- **YOUR GOAL**: From the entries below, pull out each line where "return" appears.

── GIVEN DATA

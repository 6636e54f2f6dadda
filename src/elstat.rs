//! Damped Coulomb tails & charge resolution
//!
//! The monopole term uses a short-ranged stand-in for the full Ewald sum: an
//! `erfc`-damped Coulomb kernel, cut off at `cutoff` and shifted so the
//! truncation is smooth. Two shifting schemes are supported:
//!
//! - [`elstat_shift`] — shifted potential; value and slope removed at the
//!   cutoff through a quadratic shift term.
//! - [`elstat_dsf`] — damped shifted force; value **and** first derivative
//!   vanish identically at the cutoff, so forces are continuous there.
//!
//! All kernels return a [`Tail`] triple `(V, V'/r, V''-cache)` matching what
//! the accumulators consume; `grad` is the radial derivative divided by `r`
//! so a force is just `dist · grad`.
//!
//! [`resolve_charges`] derives the last species' charge from the neutrality
//! constraint `Σ ratio·q = 0` and preserves the legacy switch-by-zero
//! convention: an optimization variable equal to exactly `0.0` means the
//! species' charge (or κ) is not fitted and is pinned to zero.

#![forbid(unsafe_code)]
#![allow(missing_docs)]

use libm::erfc;
use serde::{Deserialize, Serialize};

use crate::table::ParamLayout;

/// Default Coulomb prefactor e²/(4πε₀) in eV·Å per squared elementary charge.
pub const DP_EPS: f64 = 14.399645;

/// Which shifting scheme the monopole term uses.
#[derive(Copy, Clone, Debug, PartialEq, Eq, Serialize, Deserialize)]
pub enum CoulombKind {
    /// Shifted potential (value and slope removed at the cutoff).
    Shift,
    /// Damped shifted force (value and first derivative both zero at the cutoff).
    Dsf,
}

/// Electrostatic configuration carried by the kernel context.
#[derive(Clone, Debug, Serialize, Deserialize)]
pub struct ElstatParams {
    /// Monopole cutoff radius (`dp_cut`).
    pub cutoff: f64,
    /// Coulomb prefactor; [`DP_EPS`] unless the driver works in other units.
    pub epsilon: f64,
    /// Per-species population ratios used by the neutrality constraint.
    pub ratio: Vec<f64>,
    /// True when κ is an optimization variable; the tail caches are then
    /// refreshed by a pre-pass instead of inline per neighbor.
    pub sw_kappa: bool,
}

/// Value, gradient-over-r, and second-derivative cache of a tail kernel.
#[derive(Copy, Clone, Debug, Default, PartialEq)]
pub struct Tail {
    pub fnval: f64,
    pub grad: f64,
    pub ggrad: f64,
}

/// Raw (unshifted) damped Coulomb tail at radius `r`.
///
/// `fnval = ε·erfc(κr)/r`, `grad = V'(r)/r`, `ggrad` is the cached
/// second-radius-derivative combination used by downstream bookkeeping.
pub fn elstat_value(r: f64, kappa: f64, eps: f64) -> Tail {
    let r2 = r * r;
    let k2 = kappa * kappa;
    let pre = 2.0 * eps * kappa / std::f64::consts::PI.sqrt();
    let damp = (-r2 * k2).exp();
    let fnval = eps * erfc(kappa * r) / r;
    let grad = (-fnval - pre * damp) / r2;
    let ggrad = (2.0 * k2 * pre * damp - 3.0 * grad) / r2;
    Tail { fnval, grad, ggrad }
}

/// Shifted-potential tail: the raw tail minus its value and quadratic slope
/// term at the cutoff `rc`.
pub fn elstat_shift(r: f64, rc: f64, kappa: f64, eps: f64) -> Tail {
    let t = elstat_value(r, kappa, eps);
    let tc = elstat_value(rc, kappa, eps);
    Tail {
        fnval: t.fnval - tc.fnval - (r * r - rc * rc) * tc.grad / 2.0,
        grad: t.grad - tc.grad,
        ggrad: t.ggrad - tc.ggrad,
    }
}

/// Damped-shifted-force tail: value and first derivative both vanish at `rc`.
pub fn elstat_dsf(r: f64, rc: f64, kappa: f64, eps: f64) -> Tail {
    let t = elstat_value(r, kappa, eps);
    let tc = elstat_value(rc, kappa, eps);
    Tail {
        fnval: t.fnval - tc.fnval - (r - rc) * tc.grad * rc,
        grad: t.grad - tc.grad * rc / r,
        ggrad: t.ggrad - tc.ggrad,
    }
}

/// Tail kernel selected by `kind`.
#[inline]
pub fn tail(kind: CoulombKind, r: f64, rc: f64, kappa: f64, eps: f64) -> Tail {
    match kind {
        CoulombKind::Shift => elstat_shift(r, rc, kappa, eps),
        CoulombKind::Dsf => elstat_dsf(r, rc, kappa, eps),
    }
}

/// Per-atom self-energy correction subtracted once per charged atom.
///
/// The DSF variant folds in the raw tail at the cutoff; see the monopole
/// accumulator for where this enters the config energy.
pub fn self_energy(q: f64, kappa: f64, eps: f64, kind: CoulombKind, cutoff: f64) -> f64 {
    let qq = q * q;
    match kind {
        CoulombKind::Shift => eps * kappa * qq / std::f64::consts::PI.sqrt(),
        CoulombKind::Dsf => {
            let tc = elstat_value(cutoff, kappa, eps);
            qq * (eps * kappa / std::f64::consts::PI.sqrt()
                + (tc.fnval - tc.grad * cutoff * cutoff) * 0.5)
        }
    }
}

/// Read the charge block of the optimization vector, enforce neutrality, and
/// return κ.
///
/// `xi_opt[layout.charge_offset() + i]` holds species `i`'s charge for
/// `i < ntypes − 1`; the final slot holds κ. The last species' charge is
/// derived as `−Σ ratio·q / ratio[ntypes−1]`, so
/// `Σ ratio·charge = 0` holds exactly on return.
pub fn resolve_charges(
    xi_opt: &[f64],
    layout: &ParamLayout,
    ratio: &[f64],
    charge: &mut [f64],
) -> f64 {
    let ntypes = layout.ntypes;
    debug_assert_eq!(charge.len(), ntypes);
    debug_assert_eq!(ratio.len(), ntypes);
    let off = layout.charge_offset();

    let mut sum = 0.0;
    for i in 0..ntypes - 1 {
        let v = xi_opt[off + i];
        if v != 0.0 {
            charge[i] = v;
            sum += ratio[i] * v;
        } else {
            charge[i] = 0.0;
        }
    }
    charge[ntypes - 1] = -sum / ratio[ntypes - 1];

    // κ follows the same switch-by-zero convention; a zero slot simply
    // reads back as an undamped kernel.
    xi_opt[layout.kappa_index()]
}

────

- **YOUR RESPONSE**:
//! All kernels return a [`Tail`] triple `(V, V'/r, V''-cache)` matching what
/// return κ.
/// `Σ ratio·charge = 0` holds exactly on return.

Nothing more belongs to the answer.